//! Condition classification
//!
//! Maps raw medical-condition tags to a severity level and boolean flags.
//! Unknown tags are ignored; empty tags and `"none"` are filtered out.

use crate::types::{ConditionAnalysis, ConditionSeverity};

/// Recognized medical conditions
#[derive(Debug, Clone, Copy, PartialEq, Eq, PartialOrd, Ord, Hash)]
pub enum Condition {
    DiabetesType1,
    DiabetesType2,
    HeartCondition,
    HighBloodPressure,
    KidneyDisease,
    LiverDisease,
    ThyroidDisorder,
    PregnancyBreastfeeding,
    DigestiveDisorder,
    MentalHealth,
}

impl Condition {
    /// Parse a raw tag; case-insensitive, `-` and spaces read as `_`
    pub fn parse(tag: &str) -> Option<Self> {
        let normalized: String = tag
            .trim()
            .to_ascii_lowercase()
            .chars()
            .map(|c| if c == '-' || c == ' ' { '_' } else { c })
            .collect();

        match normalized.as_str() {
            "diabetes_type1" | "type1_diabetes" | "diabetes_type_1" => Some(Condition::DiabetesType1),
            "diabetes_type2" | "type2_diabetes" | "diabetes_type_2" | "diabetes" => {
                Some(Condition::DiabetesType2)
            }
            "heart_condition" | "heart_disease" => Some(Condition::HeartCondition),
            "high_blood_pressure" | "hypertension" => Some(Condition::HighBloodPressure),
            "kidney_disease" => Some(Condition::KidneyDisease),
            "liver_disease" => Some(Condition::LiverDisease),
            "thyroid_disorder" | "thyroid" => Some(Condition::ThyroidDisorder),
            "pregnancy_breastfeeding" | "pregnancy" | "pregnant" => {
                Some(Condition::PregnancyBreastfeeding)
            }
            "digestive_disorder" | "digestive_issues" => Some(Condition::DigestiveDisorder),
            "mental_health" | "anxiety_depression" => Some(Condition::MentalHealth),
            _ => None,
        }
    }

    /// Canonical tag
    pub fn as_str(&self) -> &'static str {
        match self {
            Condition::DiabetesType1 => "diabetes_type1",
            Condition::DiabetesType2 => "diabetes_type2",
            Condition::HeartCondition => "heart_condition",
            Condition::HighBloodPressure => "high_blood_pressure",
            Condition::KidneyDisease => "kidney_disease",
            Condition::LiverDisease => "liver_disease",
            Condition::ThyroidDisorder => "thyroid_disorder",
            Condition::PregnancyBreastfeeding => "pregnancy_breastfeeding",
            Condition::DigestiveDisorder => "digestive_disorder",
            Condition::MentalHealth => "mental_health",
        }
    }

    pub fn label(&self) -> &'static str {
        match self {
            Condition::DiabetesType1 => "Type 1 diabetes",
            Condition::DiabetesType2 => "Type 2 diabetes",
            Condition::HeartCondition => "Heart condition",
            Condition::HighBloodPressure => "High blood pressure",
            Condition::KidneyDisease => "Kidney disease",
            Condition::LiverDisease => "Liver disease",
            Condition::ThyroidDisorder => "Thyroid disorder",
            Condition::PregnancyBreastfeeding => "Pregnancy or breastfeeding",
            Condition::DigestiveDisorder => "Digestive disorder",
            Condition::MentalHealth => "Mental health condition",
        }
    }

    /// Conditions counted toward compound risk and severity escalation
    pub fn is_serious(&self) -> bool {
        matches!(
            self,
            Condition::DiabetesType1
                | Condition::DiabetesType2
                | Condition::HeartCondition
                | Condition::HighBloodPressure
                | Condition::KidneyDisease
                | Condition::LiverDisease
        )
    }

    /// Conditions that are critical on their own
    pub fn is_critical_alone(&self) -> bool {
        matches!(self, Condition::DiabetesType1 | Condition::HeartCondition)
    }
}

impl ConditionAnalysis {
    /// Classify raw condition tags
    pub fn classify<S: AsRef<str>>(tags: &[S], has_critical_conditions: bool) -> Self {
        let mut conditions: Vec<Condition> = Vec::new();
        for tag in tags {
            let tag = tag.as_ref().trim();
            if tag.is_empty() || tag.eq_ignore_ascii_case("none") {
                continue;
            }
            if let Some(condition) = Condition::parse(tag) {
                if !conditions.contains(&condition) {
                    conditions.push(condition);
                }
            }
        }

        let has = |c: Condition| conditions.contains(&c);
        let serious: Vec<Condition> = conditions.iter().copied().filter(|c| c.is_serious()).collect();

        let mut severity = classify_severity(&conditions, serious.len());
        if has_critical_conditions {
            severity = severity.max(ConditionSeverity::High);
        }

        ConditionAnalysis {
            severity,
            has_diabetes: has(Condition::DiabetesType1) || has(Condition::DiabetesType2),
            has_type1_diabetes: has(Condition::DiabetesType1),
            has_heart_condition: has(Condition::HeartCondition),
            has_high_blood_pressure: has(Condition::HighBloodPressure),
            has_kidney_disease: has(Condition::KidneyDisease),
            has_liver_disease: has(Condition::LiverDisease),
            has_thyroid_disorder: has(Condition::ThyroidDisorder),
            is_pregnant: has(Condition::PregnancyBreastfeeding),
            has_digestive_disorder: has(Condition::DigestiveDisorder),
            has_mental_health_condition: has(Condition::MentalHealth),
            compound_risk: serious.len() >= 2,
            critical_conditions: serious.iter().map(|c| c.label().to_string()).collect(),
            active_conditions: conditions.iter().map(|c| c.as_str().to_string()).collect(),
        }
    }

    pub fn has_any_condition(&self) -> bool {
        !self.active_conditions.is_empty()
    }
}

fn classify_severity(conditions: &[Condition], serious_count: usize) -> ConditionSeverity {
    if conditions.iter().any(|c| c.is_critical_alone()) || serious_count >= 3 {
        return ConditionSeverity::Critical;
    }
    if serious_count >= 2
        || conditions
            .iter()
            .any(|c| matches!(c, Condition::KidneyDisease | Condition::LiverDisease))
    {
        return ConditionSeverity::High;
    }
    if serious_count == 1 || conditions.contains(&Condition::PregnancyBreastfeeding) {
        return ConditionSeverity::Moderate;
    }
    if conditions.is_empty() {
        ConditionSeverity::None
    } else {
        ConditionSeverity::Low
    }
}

**TRY IT:** Every line of the entries above that holds "DigestiveDisorder" should be copied out.

**EXPECTED OUTPUT:**
    DigestiveDisorder,
            "digestive_disorder" | "digestive_issues" => Some(Condition::DigestiveDisorder),
            Condition::DigestiveDisorder => "digestive_disorder",
            Condition::DigestiveDisorder => "Digestive disorder",
            has_digestive_disorder: has(Condition::DigestiveDisorder),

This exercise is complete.